コロッケの作り方
じゃがいもと炒め具材の余分な水分を飛ばし、熱いうちに合わせると、肉のうま味がなじんだほくほくのたねになります。たねをしっかり冷まし、空気を抜いて成形してから隙間なく衣をつけることが、揚げている途中の破裂を防ぐポイントです。
材料(4人分・8個)
- じゃがいも:800g
- 豚ひき肉:200g
- 玉ねぎ:200g
- バター:20g
- 塩:8g(下味6g、残り2gは味を見て調整)
- こしょう:1g
- ナツメグ:1g
- 薄力粉:80g
- 溶き卵:2個分
- パン粉:160g
- 揚げ油:適量(コロッケ全体が沈む量)
材料比率の目安
じゃがいもを100%とした場合、豚ひき肉25%、玉ねぎ25%、バター2.5%、パン粉20%が目安です。具材を増やしすぎると、たねが割れやすくなります。
下準備
- じゃがいもは男爵やキタアカリなどが向きます。皮と芽を取り、4cm角に切ってさっと洗います。鍋に入れてかぶる量の水を加え、弱めの中火にかけます。煮立ったら静かに煮立つ火加減にし、20〜25分を目安にゆでます。
- 玉ねぎは細かいみじん切りにします。
- 溶き卵は白身のかたまりが残らないように混ぜ、薄力粉、溶き卵、パン粉をそれぞれ別の容器へ用意します。
作り方
- じゃがいもの中心まで竹串が抵抗なく通ったら湯を捨て、鍋を弱火で30秒〜1分揺すって水分を飛ばします。鍋底に水が残らず、じゃがいもの表面が白く粉をふいた状態が目安です。熱いうちに大きなかたまりが残らない程度に粗くつぶし、粘りが出るまで練らないようにします。

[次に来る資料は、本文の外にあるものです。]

use std::{
	path::{Path, PathBuf},
	time::Duration,
};

use anyhow::{Context, Result};
use clap::Parser;
use kube::{
	config::{KubeConfigOptions, Kubeconfig},
	Client, Config,
};
use refsync::{
	config::{NamingStrategy, SyncConfig, DEFAULT_FIELD_MANAGER},
	controller,
};

#[derive(Parser)]
#[command(version, author = "Lach")]
struct Opts {
	/// Namespace in physical cluster, where secrets are mirrored to
	#[arg(long, env = "TARGET_NAMESPACE")]
	target_namespace: String,
	/// Identifies objects created by this instance
	#[arg(long, env = "SYNC_OWNER")]
	owner: String,
	/// Comma separated list of resources, which are not synced (`ingresses`)
	#[arg(long, env = "DISABLE_SYNC_RESOURCES", default_value = "")]
	disable_sync_resources: String,
	/// `preserve` or `qualified`
	#[arg(long, env = "SYNC_NAMING", default_value = "preserve")]
	naming: NamingStrategy,
	/// Kubeconfig of virtual cluster, physical one is taken from environment
	#[arg(long, env = "VIRTUAL_KUBECONFIG")]
	virtual_kubeconfig: PathBuf,
	#[arg(long, env = "RETRY_DELAY_SECS", default_value = "1")]
	retry_delay_secs: u64,
	#[arg(long, env = "RESYNC_INTERVAL_SECS", default_value = "300")]
	resync_interval_secs: u64,
	#[arg(long, env = "FIELD_MANAGER", default_value = DEFAULT_FIELD_MANAGER)]
	field_manager: String,
}

impl Opts {
	fn sync_config(&self) -> SyncConfig {
		let mut config = SyncConfig::new(&self.target_namespace, &self.owner)
			.disable_resources(&self.disable_sync_resources);
		config.naming = self.naming;
		config.retry_delay = Duration::from_secs(self.retry_delay_secs);
		config.resync_interval = Duration::from_secs(self.resync_interval_secs);
		config.field_manager = self.field_manager.clone();
		config
	}
}

async fn virtual_client(path: &Path) -> Result<Client> {
	let kubeconfig = Kubeconfig::read_from(path)
		.with_context(|| format!("reading {}", path.display()))?;
	let config = Config::from_custom_kubeconfig(kubeconfig, &KubeConfigOptions::default()).await?;
	Ok(Client::try_from(config)?)
}

#[tokio::main]
async fn main() -> Result<()> {
	env_logger::Builder::from_env(env_logger::Env::default().default_filter_or("info")).init();

	let opts: Opts = Opts::parse();
	let config = opts.sync_config();
	config.validate()?;

	let virtual_client = virtual_client(&opts.virtual_kubeconfig).await?;
	let physical_client = Client::try_default()
		.await
		.context("connecting to physical cluster")?;

	controller::run(config, virtual_client, physical_client).await?;
	Ok(())
}
//! Mirrors objects of virtual cluster into physical one, for as long as
//! something alive in virtual cluster references them.

pub mod config;
pub mod controller;
pub mod engine;
mod error;
pub mod equality;
pub mod events;
pub mod extract;
pub mod index;
mod reference;
pub mod router;
pub mod secrets;
pub mod store;
pub mod translate;
pub mod usage;

pub use error::{Error, Result};
pub use reference::ResourceRef;
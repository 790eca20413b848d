use std::{str::FromStr, time::Duration};

use crate::{Error, Result};

/// Backoff requested when write to physical cluster fails
pub const DEFAULT_RETRY_DELAY: Duration = Duration::from_secs(1);
pub const DEFAULT_RESYNC_INTERVAL: Duration = Duration::from_secs(300);
pub const DEFAULT_FIELD_MANAGER: &str = "refsync";

/// Resource name accepted by disabled resources list
pub const INGRESSES: &str = "ingresses";

/// How physical object names are derived from virtual ones
#[derive(Clone, Copy, Debug, PartialEq, Eq, Default)]
pub enum NamingStrategy {
	/// Keep the virtual name
	#[default]
	Preserve,
	/// `<name>-x-<namespace>-x-<owner>`, unique across virtual namespaces
	Qualified,
}

impl FromStr for NamingStrategy {
	type Err = Error;

	fn from_str(s: &str) -> Result<Self> {
		match s {
			"preserve" => Ok(Self::Preserve),
			"qualified" => Ok(Self::Qualified),
			other => Err(Error::Config(format!("unknown naming strategy: {}", other))),
		}
	}
}

#[derive(Clone, Debug)]
pub struct SyncConfig {
	/// Namespace of physical cluster, where every object is mirrored to
	pub target_namespace: String,
	/// Identifies objects created by this syncer instance
	pub owner: String,
	/// Whether ingresses referencing secrets keep them in use
	pub include_ingresses: bool,
	pub naming: NamingStrategy,
	pub retry_delay: Duration,
	pub resync_interval: Duration,
	pub field_manager: String,
}

impl SyncConfig {
	pub fn new(target_namespace: impl Into<String>, owner: impl Into<String>) -> Self {
		Self {
			target_namespace: target_namespace.into(),
			owner: owner.into(),
			include_ingresses: true,
			naming: NamingStrategy::default(),
			retry_delay: DEFAULT_RETRY_DELAY,
			resync_interval: DEFAULT_RESYNC_INTERVAL,
			field_manager: DEFAULT_FIELD_MANAGER.to_owned(),
		}
	}

	/// Apply comma separated list of resources excluded from sync
	pub fn disable_resources(mut self, list: &str) -> Self {
		if is_disabled(list, INGRESSES) {
			self.include_ingresses = false;
		}
		self
	}

	pub fn validate(&self) -> Result<()> {
		if self.target_namespace.is_empty() {
			return Err(Error::Config("target namespace is not set".into()));
		}
		if self.owner.is_empty() {
			return Err(Error::Config("owner is not set".into()));
		}
		if self.resync_interval.is_zero() {
			return Err(Error::Config("resync interval must be positive".into()));
		}
		if self.field_manager.is_empty() {
			return Err(Error::Config("field manager is not set".into()));
		}
		Ok(())
	}
}

pub fn is_disabled(list: &str, resource: &str) -> bool {
	list.split(',').map(str::trim).any(|item| item == resource)
}
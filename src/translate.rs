use std::collections::BTreeMap;

use fieldpath::{path, FieldpathExt};
use kube::Resource;
use serde::{de::DeserializeOwned, Serialize};
use serde_json::Value;

use crate::{
	config::{NamingStrategy, SyncConfig},
	reference::kind_name,
	Error, ResourceRef, Result,
};

pub const MANAGED_BY_LABEL: &str = "refsync.dev/managed-by";
pub const OBJECT_NAME_ANNOTATION: &str = "refsync.dev/object-name";
pub const OBJECT_NAMESPACE_ANNOTATION: &str = "refsync.dev/object-namespace";

/// Longest name accepted by apiserver for most kinds
const MAX_NAME_LENGTH: usize = 253;

/// Maps virtual object to its physical representation
pub trait Translator<K>: Send + Sync {
	fn translate(&self, virtual_obj: &K) -> Result<K>;

	/// Where physical counterpart of virtual object lives
	fn physical_ref(&self, virtual_ref: &ResourceRef) -> Result<ResourceRef>;

	/// Virtual object physical one was created from, `None` if it isn't ours
	fn virtual_ref(&self, physical: &K) -> Option<ResourceRef>;

	/// Virtual object updated with state owned by physical side.
	///
	/// Virtual side is authoritative unless overridden.
	fn translate_backward(&self, _physical: &K, _virtual_obj: &K) -> Option<K> {
		None
	}
}

/// Remove fields populated by apiserver, they have no meaning in other cluster
pub fn strip_server_fields(value: &mut Value) {
	for path in [
		path!(."metadata"."managedFields"),
		path!(."metadata"."selfLink"),
		path!(."metadata"."uid"),
		path!(."metadata"."resourceVersion"),
		path!(."metadata"."generation"),
		path!(."metadata"."creationTimestamp"),
		path!(."metadata"."deletionTimestamp"),
		path!(."metadata"."deletionGracePeriodSeconds"),
		path!(."metadata"."generateName"),
		path!(."metadata"."ownerReferences"),
		path!(."metadata"."finalizers"),
		path!(."metadata"."annotations"."kubectl.kubernetes.io/last-applied-configuration"),
		path!(."status"),
	]
	.iter()
	{
		let _res = value.remove_path(path);
	}
}

/// Identity rewriting shared by every kind
#[derive(Clone, Debug)]
pub struct MetadataTranslator {
	target_namespace: String,
	owner: String,
	naming: NamingStrategy,
}

impl MetadataTranslator {
	pub fn new(config: &SyncConfig) -> Self {
		Self {
			target_namespace: config.target_namespace.clone(),
			owner: config.owner.clone(),
			naming: config.naming,
		}
	}

	/// Labels every object created by this syncer carries
	pub fn managed_labels(&self) -> BTreeMap<String, String> {
		[(MANAGED_BY_LABEL.to_owned(), self.owner.clone())]
			.into_iter()
			.collect()
	}

	pub fn owns<K: Resource>(&self, physical: &K) -> bool {
		physical
			.meta()
			.labels
			.as_ref()
			.and_then(|labels| labels.get(MANAGED_BY_LABEL))
			.map(|owner| owner == &self.owner)
			.unwrap_or(false)
	}

	fn physical_name(&self, virtual_ref: &ResourceRef) -> Result<String> {
		let name = match self.naming {
			NamingStrategy::Preserve => virtual_ref.name.clone(),
			NamingStrategy::Qualified => format!(
				"{}-x-{}-x-{}",
				virtual_ref.name, virtual_ref.namespace, self.owner
			),
		};
		if name.len() > MAX_NAME_LENGTH {
			return Err(Error::InvalidObject(
				virtual_ref.to_string(),
				format!("physical name {} is too long", name),
			));
		}
		Ok(name)
	}

	pub fn setup_metadata<K>(&self, virtual_obj: &K) -> Result<K>
	where
		K: Resource + Serialize + DeserializeOwned,
		K::DynamicType: Default,
	{
		let origin = ResourceRef::of(virtual_obj)?;
		let target = self.physical_ref_of(&origin)?;

		let mut value = serde_json::to_value(virtual_obj)?;
		strip_server_fields(&mut value);
		let mut obj: K = serde_json::from_value(value).map_err(|e| {
			Error::InvalidObject(format!("{} {}", kind_name::<K>(), origin), e.to_string())
		})?;

		let meta = obj.meta_mut();
		meta.name = Some(target.name);
		meta.namespace = Some(target.namespace);
		meta.labels
			.get_or_insert_with(Default::default)
			.insert(MANAGED_BY_LABEL.to_owned(), self.owner.clone());
		let annotations = meta.annotations.get_or_insert_with(Default::default);
		annotations.insert(OBJECT_NAME_ANNOTATION.to_owned(), origin.name);
		annotations.insert(OBJECT_NAMESPACE_ANNOTATION.to_owned(), origin.namespace);
		Ok(obj)
	}

	fn physical_ref_of(&self, virtual_ref: &ResourceRef) -> Result<ResourceRef> {
		Ok(ResourceRef::new(
			self.target_namespace.clone(),
			self.physical_name(virtual_ref)?,
		))
	}

	pub fn origin_of<K: Resource>(&self, physical: &K) -> Option<ResourceRef> {
		if !self.owns(physical) {
			return None;
		}
		let annotations = physical.meta().annotations.as_ref()?;
		let name = annotations.get(OBJECT_NAME_ANNOTATION)?;
		let namespace = annotations.get(OBJECT_NAMESPACE_ANNOTATION)?;
		if name.is_empty() || namespace.is_empty() {
			return None;
		}
		Some(ResourceRef::new(namespace.clone(), name.clone()))
	}
}

impl<K> Translator<K> for MetadataTranslator
where
	K: Resource + Serialize + DeserializeOwned,
	K::DynamicType: Default,
{
	fn translate(&self, virtual_obj: &K) -> Result<K> {
		self.setup_metadata(virtual_obj)
	}

	fn physical_ref(&self, virtual_ref: &ResourceRef) -> Result<ResourceRef> {
		self.physical_ref_of(virtual_ref)
	}

	fn virtual_ref(&self, physical: &K) -> Option<ResourceRef> {
		self.origin_of(physical)
	}
}

#[cfg(test)]
mod tests {
	use super::*;
	use k8s_openapi::api::core::v1::ConfigMap;
	use serde_json::json;

	fn virtual_config_map() -> ConfigMap {
		serde_json::from_value(json!({
			"apiVersion": "v1",
			"kind": "ConfigMap",
			"metadata": {
				"name": "settings",
				"namespace": "ns",
				"uid": "7d1c",
				"resourceVersion": "42",
				"creationTimestamp": "2021-03-01T10:00:00Z",
				"ownerReferences": [{
					"apiVersion": "apps/v1",
					"kind": "Deployment",
					"name": "app",
					"uid": "91ab",
				}],
				"labels": {"app": "web"},
				"annotations": {
					"kubectl.kubernetes.io/last-applied-configuration": "{}",
					"team": "db",
				},
			},
			"data": {"key": "value"},
		}))
		.unwrap()
	}

	#[test]
	fn rewrites_identity() {
		let translator = MetadataTranslator::new(&SyncConfig::new("target-ns", "vc"));
		let physical: ConfigMap = translator.translate(&virtual_config_map()).unwrap();

		let meta = &physical.metadata;
		assert_eq!(meta.name.as_deref(), Some("settings"));
		assert_eq!(meta.namespace.as_deref(), Some("target-ns"));
		assert_eq!(meta.uid, None);
		assert_eq!(meta.resource_version, None);
		assert_eq!(meta.creation_timestamp, None);
		assert_eq!(meta.owner_references, None);

		let labels = meta.labels.as_ref().unwrap();
		assert_eq!(labels.get("app").map(String::as_str), Some("web"));
		assert_eq!(labels.get(MANAGED_BY_LABEL).map(String::as_str), Some("vc"));

		let annotations = meta.annotations.as_ref().unwrap();
		assert!(!annotations.contains_key("kubectl.kubernetes.io/last-applied-configuration"));
		assert_eq!(annotations.get("team").map(String::as_str), Some("db"));
		assert_eq!(
			annotations.get(OBJECT_NAMESPACE_ANNOTATION).map(String::as_str),
			Some("ns")
		);

		assert_eq!(physical.data, virtual_config_map().data);
		assert_eq!(
			Translator::<ConfigMap>::virtual_ref(&translator, &physical),
			Some(ResourceRef::new("ns", "settings"))
		);
	}

	#[test]
	fn qualified_names() {
		let mut config = SyncConfig::new("target-ns", "vc");
		config.naming = NamingStrategy::Qualified;
		let translator = MetadataTranslator::new(&config);
		let physical: ConfigMap = translator.translate(&virtual_config_map()).unwrap();
		assert_eq!(physical.metadata.name.as_deref(), Some("settings-x-ns-x-vc"));
		assert_eq!(
			Translator::<ConfigMap>::physical_ref(&translator, &ResourceRef::new("ns", "settings"))
				.unwrap(),
			ResourceRef::new("target-ns", "settings-x-ns-x-vc")
		);

		let long = ResourceRef::new("ns", "a".repeat(250));
		assert!(Translator::<ConfigMap>::physical_ref(&translator, &long).is_err());
	}

	#[test]
	fn foreign_objects_have_no_origin() {
		let translator = MetadataTranslator::new(&SyncConfig::new("target-ns", "vc"));
		let mut physical: ConfigMap = translator.translate(&virtual_config_map()).unwrap();
		assert!(translator.owns(&physical));

		let other = MetadataTranslator::new(&SyncConfig::new("target-ns", "other"));
		assert!(!other.owns(&physical));
		assert_eq!(other.origin_of(&physical), None);

		physical.metadata.labels = None;
		assert_eq!(translator.origin_of(&physical), None);
	}

	#[test]
	fn rejects_unnamespaced() {
		let translator = MetadataTranslator::new(&SyncConfig::new("target-ns", "vc"));
		let mut obj = virtual_config_map();
		obj.metadata.namespace = None;
		let result: Result<ConfigMap> = translator.translate(&obj);
		assert!(matches!(result, Err(Error::InvalidObject(..))));
	}
}
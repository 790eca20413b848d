//! Comparison of desired objects with what is applied in physical cluster.
//!
//! Only fields written by us are compared, anything apiserver or other
//! controllers add to the object is ignored.

use fieldpath::PathBuf;
use kube::Resource;
use serde::Serialize;
use serde_json::Value;

use crate::Result;

/// Canonical form of the last desired object, makes removed fields visible
pub const LAST_APPLIED_ANNOTATION: &str = "refsync.dev/last-applied";

/// Stamping an already stamped object yields the same stamp
pub fn stamp_last_applied<K: Resource + Serialize>(desired: &mut K) -> Result<()> {
	let meta = desired.meta_mut();
	if let Some(annotations) = meta.annotations.as_mut() {
		annotations.remove(LAST_APPLIED_ANNOTATION);
		if annotations.is_empty() {
			meta.annotations = None;
		}
	}
	let canonical = serde_json::to_string(&*desired)?;
	desired
		.meta_mut()
		.annotations
		.get_or_insert_with(Default::default)
		.insert(LAST_APPLIED_ANNOTATION.to_owned(), canonical);
	Ok(())
}

fn is_empty_value(value: &Value) -> bool {
	match value {
		Value::Null => true,
		Value::Object(obj) => obj.is_empty(),
		Value::Array(arr) => arr.is_empty(),
		_ => false,
	}
}

/// Every field of desired is present in actual with the same value.
/// Maps are compared by keys of desired only, everything else exactly.
pub fn is_subset(desired: &Value, actual: &Value) -> bool {
	match (desired, actual) {
		(Value::Object(desired), Value::Object(actual)) => {
			desired.iter().all(|(key, value)| match actual.get(key) {
				Some(found) => is_subset(value, found),
				None => is_empty_value(value),
			})
		}
		(desired, actual) if is_empty_value(desired) && is_empty_value(actual) => true,
		(desired, actual) => desired == actual,
	}
}

pub fn applied_objects_equal<K: Serialize>(physical: &K, desired: &K) -> Result<bool> {
	let physical = serde_json::to_value(physical)?;
	let desired = serde_json::to_value(desired)?;
	Ok(is_subset(&desired, &physical))
}

/// Paths at which physical object differs from desired one
pub fn drifted_paths(physical: &Value, desired: &Value) -> Vec<PathBuf> {
	let patch = json_patch::diff(physical, desired);
	let ops = match serde_json::to_value(&patch) {
		Ok(Value::Array(ops)) => ops,
		_ => return Vec::new(),
	};
	ops.iter()
		.filter(|op| op["op"] != "remove")
		.filter_map(|op| op["path"].as_str())
		.map(|pointer| PathBuf::from_rfc6901(pointer, desired))
		.collect()
}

- フライパンにバターを入れて弱火で溶かし、豚ひき肉と玉ねぎを中火で4〜5分を目安に炒めます。肉をほぐし、玉ねぎが透き通って汁気がほぼなくなるまで炒めます。肉の中心温度が75℃で1分以上になったことを確認し、塩6g、こしょう、ナツメグを加えて混ぜます。
- 熱い炒め具材を温かいじゃがいもへ加え、練らずにむらなく混ぜます。少量を取り分けて冷まし、たね全体の味を確認します。残りの塩2gを目安に少しずつ加え、味を整えます。
- たねをバットへ厚さ2cm以下に広げ、バットの底を冷水に当てて手早く粗熱を取ります。表面が乾かないようラップをかけ、冷蔵庫で30分を目安に冷やします。中心に温かさが残る場合は、冷えて扱いやすくなるまで冷却を続けます。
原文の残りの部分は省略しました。